All three flagship schemes to encourage manufacturing of electric vehicles (EVs) and support renewable energy (RE) expansion in India have been challenged by China at the World Trade Organisation (WTO). Beijing alleged that these schemes are discriminatory against Chinese products and violate various multilateral agreements.
China has challenged the Production Linked Incentive (PLI) schemes for auto and auto components, Advance Cell Chemistry (ACC) battery storage and the scheme to promote manufacturing of electric passenger cars in India.
The Chinese delegation at the WTO had communicated to the Indian side seeking consultations on the schemes to promote EVs and RE on October 15. On Monday, all members were notified about the dispute, sources said. Technically other WTO member countries too can join the dispute.
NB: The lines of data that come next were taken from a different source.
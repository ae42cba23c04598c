//! Stars: named collectives of agents with Leader/Worker roles.
//!
//! A star routes messages between member agents and drives Leader-run
//! tasks. `send` and `broadcast` are fire-and-forget: the caller is
//! unblocked as soon as the message is recorded to history; delivery to
//! each recipient happens concurrently and per-recipient failures are
//! logged, never returned. `run` forwards a task to the unique Leader and
//! yields its progress as a lazy, finite sequence.

use std::collections::{HashMap, VecDeque};
use std::pin::Pin;
use std::sync::Arc;
use std::task::{Context, Poll};

use futures::Stream;
use serde::{Deserialize, Serialize};
use serde_json::{Value, json};
use tokio::sync::{RwLock, mpsc};
use tokio_util::sync::CancellationToken;
use tracing::{debug, warn};
use uuid::Uuid;

use crate::error::{Error, Result};
use crate::event::{AgentEvent, BusItem, Channel, EventKind, SubscribeOptions, now_ms};
use crate::pool::AgentPool;

/// History ring capacity.
const HISTORY_CAP: usize = 100;

/// Role of a member within a star.
#[derive(Debug, Clone, Copy, PartialEq, Eq, Serialize, Deserialize)]
#[serde(rename_all = "lowercase")]
pub enum StarRole {
    /// Receives tasks and coordinates.
    Leader,
    /// Executes work handed out by the leader.
    Worker,
}

/// A member of a star.
#[derive(Debug, Clone, PartialEq, Eq, Serialize, Deserialize)]
pub struct Member {
    /// The member's role.
    pub role: StarRole,
    /// Free-form tags for routing and display.
    pub tags: Vec<String>,
}

impl Member {
    /// Create a member with no tags.
    #[must_use]
    pub const fn new(role: StarRole) -> Self {
        Self {
            role,
            tags: Vec::new(),
        }
    }

    /// Attach tags.
    #[must_use]
    pub fn with_tags<I, S>(mut self, tags: I) -> Self
    where
        I: IntoIterator<Item = S>,
        S: Into<String>,
    {
        self.tags = tags.into_iter().map(Into::into).collect();
        self
    }
}

/// One message recorded in a star's history.
#[derive(Debug, Clone, PartialEq, Serialize, Deserialize)]
pub struct StarsMessage {
    /// Sender, when the message came from a member.
    pub from: Option<String>,
    /// Recipient; `None` for broadcasts.
    pub to: Option<String>,
    /// Message text.
    pub text: String,
    /// Wall-clock milliseconds.
    pub time: i64,
}

/// Kind of a mapped run event.
#[derive(Debug, Clone, Copy, PartialEq, Eq, Serialize, Deserialize)]
#[serde(rename_all = "snake_case")]
pub enum StarsEventKind {
    /// Assistant text delta.
    Text,
    /// Thinking delta.
    Think,
    /// A tool call started.
    ToolStart,
    /// Tool progress.
    ToolProgress,
    /// A tool call ended.
    ToolEnd,
    /// The run finished; last item of the sequence.
    Done,
    /// The run could not start or failed.
    Error,
}

/// One item yielded by [`Stars::run`].
#[derive(Debug, Clone, PartialEq, Serialize, Deserialize)]
pub struct StarsEvent {
    /// Agent the event originated from; empty for star-level errors.
    pub agent_id: String,
    /// Event kind.
    pub kind: StarsEventKind,
    /// Kind-specific payload.
    pub content: Value,
    /// Wall-clock milliseconds.
    pub time: i64,
}

struct StarsInner {
    id: String,
    name: String,
    pool: AgentPool,
    members: RwLock<HashMap<String, Member>>,
    history: std::sync::Mutex<VecDeque<StarsMessage>>,
}

/// A named collective of agents. Cheap to clone.
#[derive(Clone)]
pub struct Stars {
    inner: Arc<StarsInner>,
}

impl std::fmt::Debug for Stars {
    fn fmt(&self, f: &mut std::fmt::Formatter<'_>) -> std::fmt::Result {
        f.debug_struct("Stars")
            .field("id", &self.inner.id)
            .field("name", &self.inner.name)
            .finish_non_exhaustive()
    }
}

impl Stars {
    /// Create a star over a pool.
    #[must_use]
    pub fn new(name: impl Into<String>, pool: AgentPool) -> Self {
        Self {
            inner: Arc::new(StarsInner {
                id: Uuid::new_v4().simple().to_string(),
                name: name.into(),
                pool,
                members: RwLock::new(HashMap::new()),
                history: std::sync::Mutex::new(VecDeque::with_capacity(HISTORY_CAP)),
            }),
        }
    }

    /// The star's id.
    #[must_use]
    pub fn id(&self) -> &str {
        &self.inner.id
    }

    /// The star's name.
    #[must_use]
    pub fn name(&self) -> &str {
        &self.inner.name
    }

    /// Add a pool agent as a member.
    ///
    /// Fails when the agent is unknown to the pool, already a member, or a
    /// second Leader would be introduced.
    pub async fn join(&self, agent_id: &str, member: Member) -> Result<()> {
        if self.inner.pool.get(agent_id).await.is_none() {
            return Err(Error::AgentNotFound(agent_id.to_string()));
        }
        let mut members = self.inner.members.write().await;
        if members.contains_key(agent_id) {
            return Err(Error::DuplicateId(agent_id.to_string()));
        }
        if member.role == StarRole::Leader
            && members.values().any(|m| m.role == StarRole::Leader)
        {
            return Err(Error::validation("star already has a leader"));
        }
        members.insert(agent_id.to_string(), member);
        debug!(star = %self.inner.name, agent = agent_id, "member joined");
        Ok(())
    }

    /// Remove a member.
    pub async fn leave(&self, agent_id: &str) -> Result<()> {
        self.inner
            .members
            .write()
            .await
            .remove(agent_id)
            .map(|_| ())
            .ok_or_else(|| Error::AgentNotFound(agent_id.to_string()))
    }

    /// Snapshot of the membership.
    pub async fn members(&self) -> HashMap<String, Member> {
        self.inner.members.read().await.clone()
    }

    /// The current leader, if any.
    pub async fn leader(&self) -> Option<String> {
        self.inner
            .members
            .read()
            .await
            .iter()
            .find(|(_, m)| m.role == StarRole::Leader)
            .map(|(id, _)| id.clone())
    }

    /// Snapshot of the history ring (oldest first).
    pub fn history(&self) -> Vec<StarsMessage> {
        self.inner
            .history
            .lock()
            .expect("history ring poisoned")
            .iter()
            .cloned()
            .collect()
    }

    fn record(&self, message: StarsMessage) {
        let mut history = self.inner.history.lock().expect("history ring poisoned");
        if history.len() == HISTORY_CAP {
            history.pop_front();
        }
        history.push_back(message);
    }

    /// Send a message from one member to another.
    ///
    /// Fire-and-forget: returns once the message is recorded; delivery runs
    /// concurrently and a failure is logged against the recipient only.
    pub async fn send(
        &self,
        ctx: &CancellationToken,
        from: &str,
        to: &str,
        text: impl Into<String>,
    ) -> Result<()> {
        let members = self.inner.members.read().await;
        if !members.contains_key(from) {
            return Err(Error::AgentNotFound(from.to_string()));
        }
        if !members.contains_key(to) {
            return Err(Error::AgentNotFound(to.to_string()));
        }
        drop(members);

        let text = text.into();
        self.record(StarsMessage {
            from: Some(from.to_string()),
            to: Some(to.to_string()),
            text: text.clone(),
            time: now_ms(),
        });
        self.deliver(ctx.clone(), to.to_string(), text);
        Ok(())
    }

    /// Broadcast a message to every member.
    ///
    /// Fire-and-forget with per-recipient delivery tasks; a recipient
    /// failure is logged against that recipient only.
    pub async fn broadcast(&self, ctx: &CancellationToken, text: impl Into<String>) -> Result<()> {
        let text = text.into();
        self.record(StarsMessage {
            from: None,
            to: None,
            text: text.clone(),
            time: now_ms(),
        });
        let recipients: Vec<String> = self.inner.members.read().await.keys().cloned().collect();
        for recipient in recipients {
            self.deliver(ctx.clone(), recipient, text.clone());
        }
        Ok(())
    }

    fn deliver(&self, ctx: CancellationToken, recipient: String, text: String) {
        let pool = self.inner.pool.clone();
        let star = self.inner.name.clone();
        tokio::spawn(async move {
            let Some(agent) = pool.get(&recipient).await else {
                warn!(star = %star, recipient = %recipient, "recipient not in pool");
                return;
            };
            if let Err(err) = agent.send(&ctx, text).await {
                warn!(star = %star, recipient = %recipient, error = %err, "delivery failed");
            }
        });
    }

    /// Forward a task to the Leader and stream its progress.
    ///
    /// The returned sequence is lazy, finite, and non-restartable; its last
    /// item is a `done` event. With no leader, or a leader missing from the
    /// pool, the sequence yields a single `error` item. Dropping the stream
    /// unsubscribes; leader work stops only if `ctx` is also cancelled.
    pub async fn run(&self, ctx: &CancellationToken, task: impl Into<String>) -> RunStream {
        let (tx, rx) = mpsc::channel(64);

        let Some(leader_id) = self.leader().await else {
            let _ = tx
                .send(star_error("", "star has no leader"))
                .await;
            return RunStream { rx };
        };
        let Some(leader) = self.inner.pool.get(&leader_id).await else {
            let _ = tx
                .send(star_error(&leader_id, "leader is not in the pool"))
                .await;
            return RunStream { rx };
        };

        let task = task.into();
        self.record(StarsMessage {
            from: None,
            to: Some(leader_id.clone()),
            text: task.clone(),
            time: now_ms(),
        });

        // Subscribe before sending so no progress is missed.
        let subscription = leader
            .subscribe(SubscribeOptions::channels([Channel::Progress]))
            .await;

        let run_ctx = ctx.clone();
        let driver = leader.clone();
        tokio::spawn(async move {
            if let Err(err) = driver.send(&run_ctx, task).await {
                warn!(leader = driver.id(), error = %err, "leader task failed");
            }
        });

        let forward_leader = leader_id.clone();
        tokio::spawn(async move {
            while let Some(item) = subscription.recv().await {
                let BusItem::Event(env) = item else { continue };
                let is_done = env.event.kind() == EventKind::Done;
                if let Some(event) = map_event(&forward_leader, &env.event, env.timestamp) {
                    if tx.send(event).await.is_err() {
                        // Consumer dropped the stream; stop forwarding.
                        return;
                    }
                }
                if is_done {
                    return;
                }
            }
        });

        RunStream { rx }
    }
}

fn star_error(agent_id: &str, message: &str) -> StarsEvent {
    StarsEvent {
        agent_id: agent_id.to_string(),
        kind: StarsEventKind::Error,
        content: json!(message),
        time: now_ms(),
    }
}

/// Map a progress event into a run-stream item.
fn map_event(agent_id: &str, event: &AgentEvent, time: i64) -> Option<StarsEvent> {
    let (kind, content) = match event {
        AgentEvent::TextChunkDelta { delta } => (StarsEventKind::Text, json!(delta)),
        AgentEvent::ThinkChunkDelta { delta } => (StarsEventKind::Think, json!(delta)),
        AgentEvent::ToolStart { call } => (
            StarsEventKind::ToolStart,
            json!({ "id": call.id, "name": call.name }),
        ),
        AgentEvent::ToolProgress { id, frac, msg } => (
            StarsEventKind::ToolProgress,
            json!({ "id": id, "frac": frac, "msg": msg }),
        ),
        AgentEvent::ToolEnd { call } => (
            StarsEventKind::ToolEnd,
            json!({ "id": call.id, "name": call.name, "state": call.state }),
        ),
        AgentEvent::Done { reason } => (StarsEventKind::Done, json!(reason.as_str())),
        _ => return None,
    };
    Some(StarsEvent {
        agent_id: agent_id.to_string(),
        kind,
        content,
        time,
    })
}

/// Lazy, finite sequence of [`StarsEvent`]s from one leader run.
#[derive(Debug)]
pub struct RunStream {
    rx: mpsc::Receiver<StarsEvent>,
}

impl RunStream {
    /// Receive the next event, or `None` at end of sequence.
    pub async fn recv(&mut self) -> Option<StarsEvent> {
        self.rx.recv().await
    }
}

impl Stream for RunStream {
    type Item = StarsEvent;

    fn poll_next(mut self: Pin<&mut Self>, cx: &mut Context<'_>) -> Poll<Option<Self::Item>> {
        self.rx.poll_recv(cx)
    }
}
//! Agent builder for constructing standalone agents with a fluent API.
//!
//! Agents in a pool share their bus, registry, and executor through
//! [`AgentPool`](crate::pool::AgentPool); the builder wires the same pieces
//! for an agent used on its own.

use std::sync::Arc;

use crate::approval::{ApprovalGateway, BusApprovalTransport, RiskPolicy, RiskRules};
use crate::error::{Error, Result};
use crate::event::EventBus;
use crate::executor::{ExecOptions, ToolExecutor};
use crate::provider::ModelProvider;
use crate::tool::{ToolHandler, ToolRegistry};

use super::{Agent, AgentConfig};

/// Builder for [`Agent`].
///
/// # Example
///
/// ```rust,ignore
/// let agent = Agent::builder()
///     .id("a1")
///     .provider(my_provider)
///     .tool(ListTool)
///     .risk_policy(RiskPolicy::Strict)
///     .build()?;
/// ```
#[derive(Default)]
pub struct AgentBuilder {
    id: Option<String>,
    template_id: Option<String>,
    max_iterations: Option<usize>,
    exec: Option<ExecOptions>,
    bus: Option<Arc<EventBus>>,
    provider: Option<Arc<dyn ModelProvider>>,
    tools: ToolRegistry,
    policy: RiskPolicy,
    rules: Option<RiskRules>,
}

impl std::fmt::Debug for AgentBuilder {
    fn fmt(&self, f: &mut std::fmt::Formatter<'_>) -> std::fmt::Result {
        f.debug_struct("AgentBuilder")
            .field("id", &self.id)
            .field("has_provider", &self.provider.is_some())
            .field("tools", &self.tools.len())
            .finish_non_exhaustive()
    }
}

impl AgentBuilder {
    /// Create a new builder with default settings.
    #[must_use]
    pub fn new() -> Self {
        Self::default()
    }

    /// Set the agent id (default: a fresh UUID).
    #[must_use]
    pub fn id(mut self, id: impl Into<String>) -> Self {
        self.id = Some(id.into());
        self
    }

    /// Set the template id.
    #[must_use]
    pub fn template(mut self, template_id: impl Into<String>) -> Self {
        self.template_id = Some(template_id.into());
        self
    }

    /// Set the iteration cap.
    #[must_use]
    pub const fn max_iterations(mut self, max: usize) -> Self {
        self.max_iterations = Some(max);
        self
    }

    /// Set the per-iteration tool execution options.
    #[must_use]
    pub const fn exec_options(mut self, exec: ExecOptions) -> Self {
        self.exec = Some(exec);
        self
    }

    /// Use an existing bus instead of a private one.
    #[must_use]
    pub fn bus(mut self, bus: Arc<EventBus>) -> Self {
        self.bus = Some(bus);
        self
    }

    /// Set the model provider.
    #[must_use]
    pub fn provider(mut self, provider: impl ModelProvider + 'static) -> Self {
        self.provider = Some(Arc::new(provider));
        self
    }

    /// Set a shared model provider.
    #[must_use]
    pub fn provider_arc(mut self, provider: Arc<dyn ModelProvider>) -> Self {
        self.provider = Some(provider);
        self
    }

    /// Register a tool.
    #[must_use]
    pub fn tool(mut self, tool: impl ToolHandler + 'static) -> Self {
        self.tools.add(tool);
        self
    }

    /// Replace the tool registry.
    #[must_use]
    pub fn tools(mut self, tools: ToolRegistry) -> Self {
        self.tools = tools;
        self
    }

    /// Set the risk policy for the approval gateway.
    #[must_use]
    pub const fn risk_policy(mut self, policy: RiskPolicy) -> Self {
        self.policy = policy;
        self
    }

    /// Replace the default risk rules.
    #[must_use]
    pub fn risk_rules(mut self, rules: RiskRules) -> Self {
        self.rules = Some(rules);
        self
    }

    /// Build the agent.
    ///
    /// Fails with a validation error when no provider was set.
    pub fn build(self) -> Result<Agent> {
        let provider = self
            .provider
            .ok_or_else(|| Error::validation("agent requires a model provider"))?;
        let bus = self.bus.unwrap_or_default();
        let tools = Arc::new(self.tools);
        let gateway = Arc::new(ApprovalGateway::new(
            self.rules.unwrap_or_default(),
            self.policy,
            Arc::new(BusApprovalTransport::new(Arc::clone(&bus))),
        ));
        let executor = Arc::new(ToolExecutor::new(
            Arc::clone(&bus),
            Arc::clone(&tools),
            gateway,
        ));

        let mut config = AgentConfig::new(
            self.id
                .unwrap_or_else(|| uuid::Uuid::new_v4().simple().to_string()),
        );
        config.template_id = self.template_id;
        if let Some(max) = self.max_iterations {
            config.max_iterations = max;
        }
        if let Some(exec) = self.exec {
            config.exec = exec;
        }

        Ok(Agent::from_parts(config, bus, provider, tools, executor))
    }
}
The request for consultations is the first step in the dispute resolution mechanism of the WTO and formally initiates the process. Consultations give the parties an opportunity to discuss the matter and to find a satisfactory solution without proceeding further with litigation. After 60 days, if consultations have failed to resolve the dispute, the complainant may request adjudication by a panel. The panel typically takes up to six to nine months to submit its findings, parties can appeal against the panel’s findings.
Even if the dispute goes to the panel and India gets an adverse ruling, its EV support programmes will be safe as the WTO’s dispute settlement is not functioning fully, experts said. As the appellate body is non-functional since December 2019, almost all disputes end in a limbo.
The EV Passenger Cars Scheme was announced in March 2024 to attract global EV manufacturing investment in India. It allows imports of a limited number of cars at reduced customs duties of 15% provided applicants establish manufacturing facilities in India within three years of approval with a minimum investment of Rs 4,150 crore.
The PLI ACC Scheme targets the establishment of a cumulative domestic manufacturing capacity of 50 gigawatt-hours (“GWh”) for ACC batteries, with an additional 5 GWh reserved for niche, higherperformance ACC technologies with a minimum threshold capacity of 500 mega-watt hours.
Further, 10 GWh capacity has been earmarked for Grid Scale Stationary Storage (GSSS) applications. GSSS helps in integrating renewable energy (RE) with regular grid storing excess energy, balancing and grid stability and providing flexibility of power systems.
The PLI auto scheme has two components, the Champion OEM Incentive Scheme that Advanced Automotive Technology (ATT), including battery electric vehicles, hydrogen fuel cell vehicles and other technologies. The Component Champion Incentive Scheme supports manufacturers of advanced automotive technology components.
China is of the view the schemes are contingent on the use of domestic over imported inputs or are otherwise discriminatory against Chinese products and are inconsistent with various provisions under the Agreement on Subsidies and Countervailing Measures, the Agreement on Trade-Related Investment Measures, and the General Agreement on Tariffs and Trade 1994, according to a statement by the WTO.